Breaking Bad Review: Hazard Pay, Season
On the Orange Couch, Amanda Marcotte and Marc Faletti recap the latest episode of AMC’s “Breaking Bad.” They argue that this week’s episode is tour of the weaknesses of Walt’s business partner. Every single character has the potential to bring the entire enterprise crashing down.
Matt Yglesias of Slate complained of a plot hole in this week’s episode. How can Walt’s partner Mike be setting up a drug cartel while he was under surveillance by the DEA for his role in late Gus Fring’s meth empire?
I don’t want to be Mr. Plot Hole Whiner about Season 5, but what happened to Mike being a person of interest in a major investigation here? The city of Albuquerque had only 34 murders in 2011. The deaths of Gus, Hector, and Tyrus should be a really big deal, to say nothing of the drug smuggling. The DEA knows that Mike is dirty, but they don’t have evidence on him. Wouldn’t someone be following him around as he’s busy laying the groundwork for all these payoffs and the resuscitation of the drug organization? Shouldn’t Mike and Walt at least be suspicious that Mike’s under surveillance? [Slate]
The Orange Couch answers Matt’s question: It’s not a plot hole, it’s a device to build suspense. One of Mike’s imprisoned guys openly wonders how is boss could be involved in any new money-making enterprise while he’s taking so much heat from the feds.
Mike’s precarious position is carefully scripted. The only reason cooly rational Mike is in business with loose cannon Walt is that he’s desperate to turn a quick buck. Mike needs the money to top up the hazard pay of his imprisoned henchmen. Why? Because they’re all being watched, if not incarcerated, and the henchmen will talk if they don’t get paid.

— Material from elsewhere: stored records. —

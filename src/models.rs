use chrono::{DateTime, Utc};
use serde::{Deserialize, Serialize};
use utoipa::ToSchema;

use crate::{
    entity::{products::Model as ProductModel, wishlists::Model as WishlistModel},
    error::{AppError, AppResult},
};

/// Availability of a wishlist product. Stored as `1`/`0`, rendered by name.
#[derive(Debug, Clone, Copy, PartialEq, Eq, Serialize, Deserialize, ToSchema)]
#[serde(rename_all = "SCREAMING_SNAKE_CASE")]
pub enum Availability {
    Available,
    Unavailable,
}

impl Availability {
    pub fn code(self) -> i32 {
        match self {
            Availability::Available => 1,
            Availability::Unavailable => 0,
        }
    }

    pub fn from_code(code: i64) -> Option<Self> {
        match code {
            1 => Some(Availability::Available),
            0 => Some(Availability::Unavailable),
            _ => None,
        }
    }

    pub fn from_name(name: &str) -> Option<Self> {
        if name.eq_ignore_ascii_case("AVAILABLE") {
            Some(Availability::Available)
        } else if name.eq_ignore_ascii_case("UNAVAILABLE") {
            Some(Availability::Unavailable)
        } else {
            None
        }
    }
}

/// Whether a wishlist product has been moved into the cart.
///
/// The only transition is `Default -> InCart`, made by add-to-cart.
#[derive(Debug, Clone, Copy, PartialEq, Eq, Serialize, Deserialize, ToSchema)]
#[serde(rename_all = "SCREAMING_SNAKE_CASE")]
pub enum InCartStatus {
    Default,
    InCart,
}

impl InCartStatus {
    pub fn code(self) -> i32 {
        match self {
            InCartStatus::Default => 0,
            InCartStatus::InCart => 1,
        }
    }

    pub fn from_code(code: i64) -> Option<Self> {
        match code {
            0 => Some(InCartStatus::Default),
            1 => Some(InCartStatus::InCart),
            _ => None,
        }
    }
}

#[derive(Debug, Clone, Serialize, Deserialize, ToSchema)]
pub struct Product {
    pub id: i32,
    pub wishlist_id: i32,
    pub inventory_product_id: i32,
    pub name: String,
    pub price: f64,
    pub status: Availability,
    pub pic_url: Option<String>,
    pub short_desc: Option<String>,
    pub in_cart_status: InCartStatus,
    pub created_at: DateTime<Utc>,
    pub updated_at: DateTime<Utc>,
}

#[derive(Debug, Clone, Serialize, Deserialize, ToSchema)]
pub struct Wishlist {
    pub id: i32,
    pub name: String,
    pub user_id: i32,
    pub products: Vec<Product>,
    pub created_at: DateTime<Utc>,
    pub updated_at: DateTime<Utc>,
}

impl TryFrom<ProductModel> for Product {
    type Error = AppError;

    fn try_from(model: ProductModel) -> AppResult<Self> {
        let status = Availability::from_code(model.status.into()).ok_or_else(|| {
            anyhow::anyhow!("product {} has unknown status code {}", model.id, model.status)
        })?;
        let in_cart_status = InCartStatus::from_code(model.in_cart_status.into()).ok_or_else(|| {
            anyhow::anyhow!(
                "product {} has unknown in-cart code {}",
                model.id,
                model.in_cart_status
            )
        })?;

        Ok(Product {
            id: model.id,
            wishlist_id: model.wishlist_id,
            inventory_product_id: model.inventory_product_id,
            name: model.name,
            price: model.price,
            status,
            pic_url: model.pic_url,
            short_desc: model.short_desc,
            in_cart_status,
            created_at: model.created_at.with_timezone(&Utc),
            updated_at: model.updated_at.with_timezone(&Utc),
        })
    }
}

impl Wishlist {
    pub fn from_entity(model: WishlistModel, products: Vec<ProductModel>) -> AppResult<Self> {
        let products = products
            .into_iter()
            .map(Product::try_from)
            .collect::<AppResult<Vec<_>>>()?;

        Ok(Wishlist {
            id: model.id,
            name: model.name,
            user_id: model.user_id,
            products,
            created_at: model.created_at.with_timezone(&Utc),
            updated_at: model.updated_at.with_timezone(&Utc),
        })
    }
}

The Orange Couch names 12 suspects spotlighted in this episode. I’d argue that Jesse’s ex, Andrea, is suspect #12.5.
In the final scene, Jesse reveals that he and Andrea broke up. Earlier, Walt had a smarmy heart-to-heart talk with Jesse in which he purported to give his apprentice a little fatherly advice about marriage and criminality. He strongly implied that Jesse should level with Andrea about his life of crime.

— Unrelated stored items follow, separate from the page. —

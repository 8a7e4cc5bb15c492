use axum::{
    Json, Router,
    extract::{Path, Query, State},
    routing::get,
};

use crate::{
    dto::wishlists::{CreateWishlistRequest, RenameWishlistRequest, WishlistList},
    error::AppResult,
    models::Wishlist,
    response::{ApiResponse, Created, Empty, created},
    routes::params::{JsonBody, WishlistQuery},
    services::wishlist_service,
    state::AppState,
    validation,
};

pub const WISHLIST_ID: &str = "Wishlist ID";

pub fn router() -> Router<AppState> {
    Router::new()
        .route("/", get(list_wishlists).post(create_wishlist))
        .route(
            "/{wishlist_id}",
            get(get_wishlist).put(rename_wishlist).delete(delete_wishlist),
        )
}

#[utoipa::path(
    get,
    path = "/wishlists",
    params(WishlistQuery),
    responses(
        (status = 200, description = "List wishlists", body = ApiResponse<WishlistList>),
        (status = 400, description = "user_id is not an integer")
    ),
    tag = "Wishlists"
)]
pub async fn list_wishlists(
    State(state): State<AppState>,
    Query(query): Query<WishlistQuery>,
) -> AppResult<Json<ApiResponse<WishlistList>>> {
    let user_id = validation::user_filter(query.user_id.as_deref())?;
    let resp = wishlist_service::list_wishlists(&state, user_id).await?;
    Ok(Json(resp))
}

#[utoipa::path(
    post,
    path = "/wishlists",
    request_body = CreateWishlistRequest,
    responses(
        (status = 201, description = "Wishlist created", body = ApiResponse<Wishlist>),
        (status = 400, description = "The posted data was not valid"),
        (status = 415, description = "application/json expected")
    ),
    tag = "Wishlists"
)]
pub async fn create_wishlist(
    State(state): State<AppState>,
    JsonBody(body): JsonBody,
) -> AppResult<Created<Wishlist>> {
    let payload = validation::new_wishlist(&body)?;
    let resp = wishlist_service::create_wishlist(&state, payload).await?;
    let location = resp
        .data
        .as_ref()
        .map(|w| format!("/wishlists/{}", w.id))
        .unwrap_or_default();
    Ok(created(location, resp))
}

#[utoipa::path(
    get,
    path = "/wishlists/{wishlist_id}",
    params(
        ("wishlist_id" = i32, Path, description = "Wishlist ID")
    ),
    responses(
        (status = 200, description = "Wishlist with its products", body = ApiResponse<Wishlist>),
        (status = 400, description = "Integer value expected for field: Wishlist ID"),
        (status = 404, description = "Wishlist not found")
    ),
    tag = "Wishlists"
)]
pub async fn get_wishlist(
    State(state): State<AppState>,
    Path(wishlist_id): Path<String>,
) -> AppResult<Json<ApiResponse<Wishlist>>> {
    let wishlist_id = validation::path_id(&wishlist_id, WISHLIST_ID)?;
    let resp = wishlist_service::get_wishlist(&state, wishlist_id).await?;
    Ok(Json(resp))
}

#[utoipa::path(
    put,
    path = "/wishlists/{wishlist_id}",
    params(
        ("wishlist_id" = i32, Path, description = "Wishlist ID")
    ),
    request_body = RenameWishlistRequest,
    responses(
        (status = 200, description = "Wishlist renamed", body = ApiResponse<Wishlist>),
        (status = 400, description = "The posted data was not valid"),
        (status = 404, description = "Wishlist not found"),
        (status = 415, description = "application/json expected")
    ),
    tag = "Wishlists"
)]
pub async fn rename_wishlist(
    State(state): State<AppState>,
    Path(wishlist_id): Path<String>,
    JsonBody(body): JsonBody,
) -> AppResult<Json<ApiResponse<Wishlist>>> {
    let wishlist_id = validation::path_id(&wishlist_id, WISHLIST_ID)?;
    // A missing wishlist is reported before any problem with the body.
    wishlist_service::require_wishlist(&state, wishlist_id).await?;
    let payload = validation::rename_wishlist(&body)?;
    let resp = wishlist_service::rename_wishlist(&state, wishlist_id, payload).await?;
    Ok(Json(resp))
}

#[utoipa::path(
    delete,
    path = "/wishlists/{wishlist_id}",
    params(
        ("wishlist_id" = i32, Path, description = "Wishlist ID")
    ),
    responses(
        (status = 200, description = "Wishlist and its products deleted", body = ApiResponse<Empty>),
        (status = 400, description = "Integer value expected for field: Wishlist ID"),
        (status = 404, description = "Wishlist not found")
    ),
    tag = "Wishlists"
)]
pub async fn delete_wishlist(
    State(state): State<AppState>,
    Path(wishlist_id): Path<String>,
) -> AppResult<Json<ApiResponse<Empty>>> {
    let wishlist_id = validation::path_id(&wishlist_id, WISHLIST_ID)?;
    let resp = wishlist_service::delete_wishlist(&state, wishlist_id).await?;
    Ok(Json(resp))
}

Walt was trying to get Jesse to break up with Andrea. He has two motives: First, Brock might still expose Walt’s attempt to poison him. Second, Jesse is more committed to his family than to Walt’s empire. Jesse hung on to a lot more cash than Walt did last season. It seemed like Jesse would be content to drop out of the meth game and play video games with his instant family for the rest of his life. Walt only reeled Jesse back in by exploiting his guilt.
Andrea’s only .5 of a suspect because we don’t know what Jesse told her. Maybe he broke up with her rather than have that conversation.

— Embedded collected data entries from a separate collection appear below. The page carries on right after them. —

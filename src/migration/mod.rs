pub use sea_orm_migration::prelude::*;

mod m20240601_000001_create_wishlists;
mod m20240601_000002_create_products;

pub struct Migrator;

#[async_trait::async_trait]
impl MigratorTrait for Migrator {
    fn migrations() -> Vec<Box<dyn MigrationTrait>> {
        vec![
            Box::new(m20240601_000001_create_wishlists::Migration),
            Box::new(m20240601_000002_create_products::Migration),
        ]
    }
}
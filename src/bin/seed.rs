use wishlists_api::{
    config::AppConfig,
    db::{create_orm_conn, run_migrations},
    seed::seed,
    state::AppState,
};

#[tokio::main]
async fn main() -> anyhow::Result<()> {
    dotenvy::dotenv().ok();
    let config = AppConfig::from_env()?;

    let orm = create_orm_conn(&config.database_url, 1).await?;
    // Ensure migrations are applied.
    run_migrations(&orm).await?;
    let state = AppState { orm };

    let ids = seed(&state).await?;
    println!("Seed completed. Wishlists: {ids:?}");
    Ok(())
}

Andrea still has reason to be loyal to Jesse. So far, he’s still supporting her. As he puts it, “it’s the right thing to do” – which seems to be one of the many unfavorable contrasts the show sets up between Walt and his partners. Jesse and Mike pay their “legacy costs,” Walt doesn’t.
SPECIAL DEAL: Subscribe to our award-winning print magazine, a publication Bernie Sanders calls "unapologetically on the side of social and economic justice," for just $1 an issue! That means you'll get 10 issues a year for $9.95.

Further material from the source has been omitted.